Challenge students to value diversity and equity
Republicans and Democrats bash each other in public. Communities wrestle with issues of racial justice. Kids see the smallest differences between their peers as excuses to mock them. Nobody seems to care about the other person’s perspective — or even their humanity — as our culture faces a pandemic of misunderstanding and disrespect.
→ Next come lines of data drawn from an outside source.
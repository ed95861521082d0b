//! Per-(failed-location, range-class) recovery plan: which surviving server replays which commit
//! log fragment, and which surviving server receives which range (§4.9).

use std::collections::BTreeMap;

use crate::range_spec::{QualifiedRangeSpec, RangeClass, RangeState};

/// `fragments -> replay-player locations`, built by round-robin distribution over the active
/// server set at plan-creation time.
#[derive(Debug, Clone, Default, PartialEq, Eq)]
pub struct ReplayPlan {
    fragments: BTreeMap<u32, String>,
}

impl ReplayPlan {
    #[must_use]
    pub fn is_empty(&self) -> bool {
        self.fragments.is_empty()
    }

    pub fn insert(&mut self, fragment: u32, location: String) {
        self.fragments.insert(fragment, location);
    }

    #[must_use]
    pub fn location_of(&self, fragment: u32) -> Option<&str> {
        self.fragments.get(&fragment).map(String::as_str)
    }

    /// Every fragment currently assigned to `location`, ascending.
    #[must_use]
    pub fn fragments_for(&self, location: &str) -> Vec<u32> {
        self.fragments.iter()
            .filter(|(_, loc)| loc.as_str() == location)
            .map(|(fragment, _)| *fragment)
            .collect()
    }

    /// Removes every fragment assigned to `location` and returns them, ascending, so the caller
    /// can redistribute them (`BalancePlanAuthority::update_range_plan`).
    pub fn remove_location(&mut self, location: &str) -> Vec<u32> {
        let removed: Vec<u32> = self.fragments_for(location);
        for fragment in &removed {
            self.fragments.remove(fragment);
        }
        removed
    }

    #[must_use]
    pub fn all_fragments(&self) -> Vec<u32> {
        self.fragments.keys().copied().collect()
    }
}

/// `ranges -> receiver locations`, along with the range's pre-failure state snapshot.
#[derive(Debug, Clone, Default, PartialEq, Eq)]
pub struct ReceiverPlan {
    ranges: BTreeMap<QualifiedRangeSpec, (String, RangeState)>,
}

impl ReceiverPlan {
    #[must_use]
    pub fn is_empty(&self) -> bool {
        self.ranges.is_empty()
    }

    #[must_use]
    pub fn len(&self) -> usize {
        self.ranges.len()
    }

    pub fn insert(&mut self, location: String, spec: QualifiedRangeSpec, state: RangeState) {
        self.ranges.insert(spec, (location, state));
    }

    pub fn remove(&mut self, spec: &QualifiedRangeSpec) -> Option<(String, RangeState)> {
        self.ranges.remove(spec)
    }

    #[must_use]
    pub fn location_of(&self, spec: &QualifiedRangeSpec) -> Option<&str> {
        self.ranges.get(spec).map(|(location, _)| location.as_str())
    }

    #[must_use]
    pub fn locations(&self) -> std::collections::BTreeSet<String> {
        self.ranges.values().map(|(location, _)| location.clone()).collect()
    }

    /// Every range currently assigned to `location`, with its state snapshot, in key order.
    #[must_use]
    pub fn specs_and_states_for(&self, location: &str) -> Vec<(QualifiedRangeSpec, RangeState)> {
        self.ranges.iter()
            .filter(|(_, (loc, _))| loc.as_str() == location)
            .map(|(spec, (_, state))| (spec.clone(), *state))
            .collect()
    }

    #[must_use]
    pub fn specs(&self) -> Vec<QualifiedRangeSpec> {
        self.ranges.keys().cloned().collect()
    }
}

/// The recovery plan for one `(failed_location, range_class)` pair: which surviving server
/// replays which fragment, and which surviving server receives which range.
#[derive(Debug, Clone, Default, PartialEq, Eq)]
pub struct RangeRecoveryPlan {
    pub class:         Option<RangeClass>,
    pub replay_plan:   ReplayPlan,
    pub receiver_plan: ReceiverPlan,
}

impl RangeRecoveryPlan {
    #[must_use]
    pub fn new(class: RangeClass) -> Self {
        Self { class: Some(class), replay_plan: ReplayPlan::default(), receiver_plan: ReceiverPlan::default() }
    }
}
But what if we made an honest effort to listen to the distinct viewpoints and experiences of the people around us, from the guy in the Trump t-shirt to the kid with the learning difference? This artist residency empowers students to walk in the shoes of people who are different from them using the toolbox of theatre:
- Public Speaking
- Character Creation
US vs. THEM is a perspective-taking program that can be presented in one week (five sessions) or two weeks (10 sessions), depending on the number of activities and how deeply we dive into them. In a 10-session program, the first class focuses on self-understanding and introduces some of the dramatic tools we'll use throughout. The next four sessions will build understanding for people whose appearance, beliefs, or culture lies outside of the mainstream. The last five sessions will guide students through the process of writing a dramatic monologue from the perspective of a person different from themselves.
1. Getting Inside My Head
Why do we have a hard time moving on from setbacks in our lives, whether they’re bad habits or major failures? Often, it’s because of the way we talk to ourselves about the event: "There’s no point in trying again; I’m a failure." We’re harsher to ourselves than any friend (or maybe even enemy) would be. However, until we intentionally tune into our inner monologues, we may not consciously realize our own thoughts! Before we work on understanding others, this workshop builds self-understanding with role-playing activities drawn from the world of sociodrama.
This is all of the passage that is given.